Set down a word-for-word copy of the data below, limited to the lines from the first through the line with "connection in a".

__GIVEN RECORDS__.
════
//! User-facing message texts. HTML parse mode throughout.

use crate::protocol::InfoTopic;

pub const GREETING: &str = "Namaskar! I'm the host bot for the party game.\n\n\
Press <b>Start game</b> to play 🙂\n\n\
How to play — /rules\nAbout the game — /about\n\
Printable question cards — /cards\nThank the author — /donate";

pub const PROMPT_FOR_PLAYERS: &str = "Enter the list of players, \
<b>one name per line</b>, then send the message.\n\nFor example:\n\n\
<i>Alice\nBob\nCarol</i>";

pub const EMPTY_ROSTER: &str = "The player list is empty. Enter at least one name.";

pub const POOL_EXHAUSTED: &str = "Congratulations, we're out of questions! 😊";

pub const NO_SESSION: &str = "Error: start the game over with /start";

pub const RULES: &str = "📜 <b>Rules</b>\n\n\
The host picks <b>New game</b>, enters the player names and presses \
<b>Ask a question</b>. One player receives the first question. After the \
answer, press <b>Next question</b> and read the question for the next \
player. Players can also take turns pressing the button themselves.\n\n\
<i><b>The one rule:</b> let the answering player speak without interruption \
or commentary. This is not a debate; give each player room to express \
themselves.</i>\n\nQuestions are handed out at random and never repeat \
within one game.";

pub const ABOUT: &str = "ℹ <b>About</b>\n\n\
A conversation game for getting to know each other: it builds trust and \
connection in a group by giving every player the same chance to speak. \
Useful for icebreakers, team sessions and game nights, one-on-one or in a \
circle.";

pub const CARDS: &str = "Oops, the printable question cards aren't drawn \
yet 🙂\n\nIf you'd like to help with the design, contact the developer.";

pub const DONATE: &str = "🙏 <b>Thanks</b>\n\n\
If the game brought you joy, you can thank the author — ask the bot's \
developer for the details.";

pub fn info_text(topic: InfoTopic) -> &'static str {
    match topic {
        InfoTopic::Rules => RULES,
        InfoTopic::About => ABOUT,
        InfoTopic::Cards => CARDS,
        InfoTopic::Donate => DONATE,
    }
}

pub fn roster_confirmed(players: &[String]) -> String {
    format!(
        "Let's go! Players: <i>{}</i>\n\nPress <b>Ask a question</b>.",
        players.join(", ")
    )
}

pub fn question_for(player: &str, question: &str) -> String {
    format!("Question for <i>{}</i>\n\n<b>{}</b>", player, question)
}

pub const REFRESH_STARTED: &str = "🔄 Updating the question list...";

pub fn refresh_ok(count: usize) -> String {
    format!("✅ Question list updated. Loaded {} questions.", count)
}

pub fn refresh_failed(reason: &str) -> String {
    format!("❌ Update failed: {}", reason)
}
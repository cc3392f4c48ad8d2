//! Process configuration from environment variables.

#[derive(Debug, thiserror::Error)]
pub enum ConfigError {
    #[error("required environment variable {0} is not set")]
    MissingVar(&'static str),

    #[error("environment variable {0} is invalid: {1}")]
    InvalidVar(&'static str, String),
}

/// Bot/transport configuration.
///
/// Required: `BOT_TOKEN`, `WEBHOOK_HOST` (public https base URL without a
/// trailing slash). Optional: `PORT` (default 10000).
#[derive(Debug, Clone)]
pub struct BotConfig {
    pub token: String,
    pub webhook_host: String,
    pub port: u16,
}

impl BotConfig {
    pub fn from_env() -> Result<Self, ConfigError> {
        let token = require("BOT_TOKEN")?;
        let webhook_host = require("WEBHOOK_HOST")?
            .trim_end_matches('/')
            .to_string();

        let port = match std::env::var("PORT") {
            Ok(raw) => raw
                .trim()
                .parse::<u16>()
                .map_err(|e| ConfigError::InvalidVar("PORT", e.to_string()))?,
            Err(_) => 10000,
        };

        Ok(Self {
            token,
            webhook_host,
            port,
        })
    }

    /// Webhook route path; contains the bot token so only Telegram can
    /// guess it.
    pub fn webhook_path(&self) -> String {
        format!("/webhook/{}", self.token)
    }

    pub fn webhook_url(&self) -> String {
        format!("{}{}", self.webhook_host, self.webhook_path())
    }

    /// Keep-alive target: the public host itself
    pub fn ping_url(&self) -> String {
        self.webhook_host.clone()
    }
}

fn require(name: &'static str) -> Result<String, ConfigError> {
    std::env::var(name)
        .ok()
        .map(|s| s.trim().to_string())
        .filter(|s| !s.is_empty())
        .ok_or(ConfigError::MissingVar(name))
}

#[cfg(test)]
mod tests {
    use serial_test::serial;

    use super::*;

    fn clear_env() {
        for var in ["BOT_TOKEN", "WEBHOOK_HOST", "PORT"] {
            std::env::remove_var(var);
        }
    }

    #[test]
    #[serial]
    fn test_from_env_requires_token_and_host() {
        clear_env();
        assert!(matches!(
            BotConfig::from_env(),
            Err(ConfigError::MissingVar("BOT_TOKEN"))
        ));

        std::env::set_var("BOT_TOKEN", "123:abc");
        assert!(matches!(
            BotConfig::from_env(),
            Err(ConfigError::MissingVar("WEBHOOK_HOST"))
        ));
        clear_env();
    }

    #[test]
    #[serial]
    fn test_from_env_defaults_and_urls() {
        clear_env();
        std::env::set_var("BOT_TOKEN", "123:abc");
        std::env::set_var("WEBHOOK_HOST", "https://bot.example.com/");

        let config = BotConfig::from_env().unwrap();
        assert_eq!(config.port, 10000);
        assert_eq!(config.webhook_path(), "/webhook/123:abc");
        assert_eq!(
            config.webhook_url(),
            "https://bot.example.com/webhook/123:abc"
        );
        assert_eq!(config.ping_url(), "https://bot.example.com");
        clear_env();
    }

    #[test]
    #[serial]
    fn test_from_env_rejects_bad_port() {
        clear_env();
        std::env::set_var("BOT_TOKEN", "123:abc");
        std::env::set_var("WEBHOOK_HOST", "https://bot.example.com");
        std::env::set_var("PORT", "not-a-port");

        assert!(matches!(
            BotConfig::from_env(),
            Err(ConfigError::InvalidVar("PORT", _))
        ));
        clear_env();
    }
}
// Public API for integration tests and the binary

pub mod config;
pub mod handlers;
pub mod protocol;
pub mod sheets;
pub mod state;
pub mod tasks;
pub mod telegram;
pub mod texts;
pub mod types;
════
__RESULT OF THE TASK__.
//! User-facing message texts. HTML parse mode throughout.

use crate::protocol::InfoTopic;

pub const GREETING: &str = "Namaskar! I'm the host bot for the party game.\n\n\
Press <b>Start game</b> to play 🙂\n\n\
How to play — /rules\nAbout the game — /about\n\
Printable question cards — /cards\nThank the author — /donate";

pub const PROMPT_FOR_PLAYERS: &str = "Enter the list of players, \
<b>one name per line</b>, then send the message.\n\nFor example:\n\n\
<i>Alice\nBob\nCarol</i>";

pub const EMPTY_ROSTER: &str = "The player list is empty. Enter at least one name.";

pub const POOL_EXHAUSTED: &str = "Congratulations, we're out of questions! 😊";

pub const NO_SESSION: &str = "Error: start the game over with /start";

pub const RULES: &str = "📜 <b>Rules</b>\n\n\
The host picks <b>New game</b>, enters the player names and presses \
<b>Ask a question</b>. One player receives the first question. After the \
answer, press <b>Next question</b> and read the question for the next \
player. Players can also take turns pressing the button themselves.\n\n\
<i><b>The one rule:</b> let the answering player speak without interruption \
or commentary. This is not a debate; give each player room to express \
themselves.</i>\n\nQuestions are handed out at random and never repeat \
within one game.";

pub const ABOUT: &str = "ℹ <b>About</b>\n\n\
A conversation game for getting to know each other: it builds trust and \
connection in a group by giving every player the same chance to speak. \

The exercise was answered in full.